//! The derived character sheet
//!
//! A [`CharacterSheet`] is a view: every field on it is recomputed from the
//! raw [`Character`], its equipment, and the class reference data on each
//! read. Nothing here is persisted, so a stored sheet can never drift out of
//! sync with its inputs.
//!
//! Enrichment is order-sensitive; later steps override earlier ones:
//!
//! 1. [`CharacterSheet::base`] — attribute tables populate the baseline.
//! 2. Class/level reference lookup (engine crate; missing row is fatal).
//! 3. [`CharacterSheet::apply_class_level_data`] — hit dice, saves,
//!    fighting/casting ability, base slot table.
//! 4. [`CharacterSheet::apply_save_profile`] — reset the five categories,
//!    then the fixed class profile.
//! 5. [`CharacterSheet::apply_class_effects`] — class side effects, fed with
//!    precomputed encumbrance/armor facts.
//! 6. [`CharacterSheet::attach_class_abilities`] — the level-gated list.

use serde::{Deserialize, Serialize};

use crate::entities::{Character, ClassAbility, ClassLevelData, SpellSlots};
use crate::rules::attributes::AttributeBlock;
use crate::rules::classes::{
    self, ClassKind, SaveBonuses, ThiefSkill,
};

/// Unencumbered base movement rate.
pub const BASE_MOVEMENT_RATE: i32 = 40;

/// Facts about worn equipment and load, computed once by the caller and fed
/// into the class-effects stage. Keeping this a plain input (rather than
/// re-deriving it here) keeps the sheet independently testable.
#[derive(Debug, Clone, Copy, Default, PartialEq, Eq, Serialize, Deserialize)]
pub struct EquipmentProfile {
    pub wearing_armor: bool,
    /// True when the worn armor is medium or heavy
    pub wearing_medium_or_heavy_armor: bool,
    pub heavy_encumbered: bool,
}

impl EquipmentProfile {
    /// Unarmored and light enough to move freely.
    pub fn is_unburdened(&self) -> bool {
        !self.wearing_armor && !self.heavy_encumbered
    }
}

/// Combat numbers that class effects may adjust after the tables run.
#[derive(Debug, Clone, Copy, Default, PartialEq, Eq, Serialize, Deserialize)]
pub struct CombatStats {
    pub melee_modifier: i32,
    pub missile_modifier: i32,
    pub damage_adjustment: i32,
    pub defence_adjustment: i32,
    pub willpower_adjustment: i32,
}

/// Class-specific data that only some classes carry, modeled as a tagged
/// union instead of an untyped map.
#[derive(Debug, Clone, PartialEq, Eq, Serialize, Deserialize)]
#[serde(tag = "kind", rename_all = "snake_case")]
pub enum ClassAttachment {
    /// Berserker toughened hide
    NaturalArmour { natural_ac: i32 },
    /// Monk unarmed combat training
    MartialArts { ac_bonus: i32, unarmed_damage: String },
    /// Runegraver rune allotment
    RuneCarving { runes_per_day: u8 },
    /// Thief-type skill table
    ThiefSkills { skills: Vec<ThiefSkill> },
}

/// The fully derived view of one character. Serialize-only: a sheet is
/// never read back in, it is recomputed.
#[derive(Debug, Clone, Serialize)]
pub struct CharacterSheet {
    pub character: Character,
    /// Resolved class; `None` for homebrew names, which get no class
    /// overrides
    pub class: Option<ClassKind>,
    pub attributes: AttributeBlock,
    pub combat: CombatStats,
    /// Extraordinary feat of strength, e.g. "32%"; the Barbarian bump lands
    /// here
    pub extra_strength_feat: String,
    pub hit_dice: Option<String>,
    pub saving_throw: Option<i32>,
    pub fighting_ability: Option<i32>,
    pub casting_ability: Option<i32>,
    pub turning_ability: Option<i32>,
    pub save_bonuses: SaveBonuses,
    pub spell_slots: SpellSlots,
    pub movement_rate: i32,
    /// Chance-in-six of surprising opponents, 0 when unremarkable
    pub surprise_chance: i32,
    pub attachments: Vec<ClassAttachment>,
    pub class_abilities: Vec<ClassAbility>,
}

impl CharacterSheet {
    /// Step 1: the baseline sheet, derived from ability scores alone.
    ///
    /// This is also the complete sheet for an unknown class.
    pub fn base(character: &Character) -> Self {
        let attributes = AttributeBlock::derive(&character.abilities);
        let combat = CombatStats {
            melee_modifier: attributes.strength.melee_modifier,
            missile_modifier: attributes.dexterity.missile_modifier,
            damage_adjustment: attributes.strength.damage_adjustment,
            defence_adjustment: attributes.dexterity.defence_adjustment,
            willpower_adjustment: attributes.wisdom.willpower_adjustment,
        };
        Self {
            class: ClassKind::parse(&character.class),
            character: character.clone(),
            attributes,
            combat,
            extra_strength_feat: attributes.strength.extraordinary_feat.to_string(),
            hit_dice: None,
            saving_throw: None,
            fighting_ability: None,
            casting_ability: None,
            turning_ability: None,
            save_bonuses: SaveBonuses::default(),
            spell_slots: SpellSlots::default(),
            movement_rate: BASE_MOVEMENT_RATE,
            surprise_chance: 0,
            attachments: Vec::new(),
            class_abilities: Vec::new(),
        }
    }

    /// Step 3: overwrite progression values from the class/level row.
    pub fn apply_class_level_data(&mut self, data: &ClassLevelData) {
        self.hit_dice = Some(data.hit_dice.clone());
        self.saving_throw = Some(data.saving_throw);
        self.fighting_ability = Some(data.fighting_ability);
        self.casting_ability = data.casting_ability;
        self.turning_ability = data.turning_ability;
        self.spell_slots = data.spell_slots.unwrap_or_default();
    }

    /// Step 4: reset the five save categories, then apply the fixed class
    /// profile.
    pub fn apply_save_profile(&mut self, class: ClassKind) {
        self.save_bonuses = class.save_profile();
    }

    /// Fold a hybrid caster's secondary slot table into the class row table.
    pub fn merge_secondary_spell_slots(&mut self, secondary: &SpellSlots) {
        self.spell_slots.merge_secondary(secondary);
    }

    /// Step 5: class side effects. `equipment` carries the already-computed
    /// encumbrance and worn-armor facts this stage depends on.
    pub fn apply_class_effects(&mut self, class: ClassKind, equipment: &EquipmentProfile) {
        if class.is_agile() && equipment.is_unburdened() {
            self.combat.defence_adjustment += 1;
        }

        match class {
            ClassKind::Barbarian => {
                self.surprise_chance = 1;
                self.bump_strength_feat(8);
                if !equipment.wearing_medium_or_heavy_armor {
                    self.movement_rate = self.movement_rate.max(50);
                }
            }
            ClassKind::Berserker => {
                self.attachments.push(ClassAttachment::NaturalArmour {
                    natural_ac: classes::berserker_natural_ac(self.character.level),
                });
            }
            ClassKind::Monk => {
                self.attachments.push(ClassAttachment::MartialArts {
                    ac_bonus: classes::monk_ac_bonus(self.character.level),
                    unarmed_damage: classes::monk_unarmed_damage(self.character.level)
                        .to_string(),
                });
            }
            ClassKind::Runegraver => {
                self.attachments.push(ClassAttachment::RuneCarving {
                    runes_per_day: classes::runegraver_runes_per_day(self.character.level),
                });
            }
            _ => {}
        }

        if class.has_thief_skills() {
            self.attachments.push(ClassAttachment::ThiefSkills {
                skills: classes::thief_skills_at_level(self.character.level),
            });
        }
    }

    /// Step 6: attach the class abilities whose minimum level is reached.
    pub fn attach_class_abilities(&mut self, class: ClassKind) {
        self.class_abilities = class.abilities_at_level(self.character.level);
    }

    /// Berserker hide or similar natural AC, if any was attached.
    pub fn natural_ac(&self) -> i32 {
        self.attachments
            .iter()
            .find_map(|attachment| match attachment {
                ClassAttachment::NaturalArmour { natural_ac } => Some(*natural_ac),
                _ => None,
            })
            .unwrap_or(0)
    }

    /// Monk deflection or similar flat AC bonus, if any was attached.
    pub fn class_ac_bonus(&self) -> i32 {
        self.attachments
            .iter()
            .find_map(|attachment| match attachment {
                ClassAttachment::MartialArts { ac_bonus, .. } => Some(*ac_bonus),
                _ => None,
            })
            .unwrap_or(0)
    }

    fn bump_strength_feat(&mut self, bump: u8) {
        if let Some(percent) = self
            .extra_strength_feat
            .strip_suffix('%')
            .and_then(|s| s.parse::<u32>().ok())
        {
            self.extra_strength_feat = format!("{}%", percent + u32::from(bump));
        }
    }
}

* _Exercise objective_: Copy the records above exactly, from the first line through the line containing "input (rather than", and include nothing else.

* _Result of the task_:
//! The derived character sheet
//!
//! A [`CharacterSheet`] is a view: every field on it is recomputed from the
//! raw [`Character`], its equipment, and the class reference data on each
//! read. Nothing here is persisted, so a stored sheet can never drift out of
//! sync with its inputs.
//!
//! Enrichment is order-sensitive; later steps override earlier ones:
//!
//! 1. [`CharacterSheet::base`] — attribute tables populate the baseline.
//! 2. Class/level reference lookup (engine crate; missing row is fatal).
//! 3. [`CharacterSheet::apply_class_level_data`] — hit dice, saves,
//!    fighting/casting ability, base slot table.
//! 4. [`CharacterSheet::apply_save_profile`] — reset the five categories,
//!    then the fixed class profile.
//! 5. [`CharacterSheet::apply_class_effects`] — class side effects, fed with
//!    precomputed encumbrance/armor facts.
//! 6. [`CharacterSheet::attach_class_abilities`] — the level-gated list.

use serde::{Deserialize, Serialize};

use crate::entities::{Character, ClassAbility, ClassLevelData, SpellSlots};
use crate::rules::attributes::AttributeBlock;
use crate::rules::classes::{
    self, ClassKind, SaveBonuses, ThiefSkill,
};

/// Unencumbered base movement rate.
pub const BASE_MOVEMENT_RATE: i32 = 40;

/// Facts about worn equipment and load, computed once by the caller and fed
/// into the class-effects stage. Keeping this a plain input (rather than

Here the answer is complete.